=== Source material ===

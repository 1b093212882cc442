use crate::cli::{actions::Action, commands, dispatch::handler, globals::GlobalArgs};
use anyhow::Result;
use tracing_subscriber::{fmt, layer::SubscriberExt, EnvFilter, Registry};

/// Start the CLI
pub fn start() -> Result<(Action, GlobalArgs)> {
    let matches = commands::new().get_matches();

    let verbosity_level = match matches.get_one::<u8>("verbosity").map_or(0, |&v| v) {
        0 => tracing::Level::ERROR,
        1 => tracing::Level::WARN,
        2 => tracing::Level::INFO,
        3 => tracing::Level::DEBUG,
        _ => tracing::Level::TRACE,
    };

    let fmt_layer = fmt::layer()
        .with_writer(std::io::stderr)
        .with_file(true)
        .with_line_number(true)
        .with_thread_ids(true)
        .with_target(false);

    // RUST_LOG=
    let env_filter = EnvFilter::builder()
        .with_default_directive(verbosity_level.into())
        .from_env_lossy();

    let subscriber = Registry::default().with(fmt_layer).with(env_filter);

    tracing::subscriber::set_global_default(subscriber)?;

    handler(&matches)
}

===

Output nothing but the lines from the one containing "let fmt_layer = fmt::layer()" through the last line of the data, exactly as they stand.

> _Solution to this task_
    let fmt_layer = fmt::layer()
        .with_writer(std::io::stderr)
        .with_file(true)
        .with_line_number(true)
        .with_thread_ids(true)
        .with_target(false);

    // RUST_LOG=
    let env_filter = EnvFilter::builder()
        .with_default_directive(verbosity_level.into())
        .from_env_lossy();

    let subscriber = Registry::default().with(fmt_layer).with(env_filter);

    tracing::subscriber::set_global_default(subscriber)?;

    handler(&matches)
}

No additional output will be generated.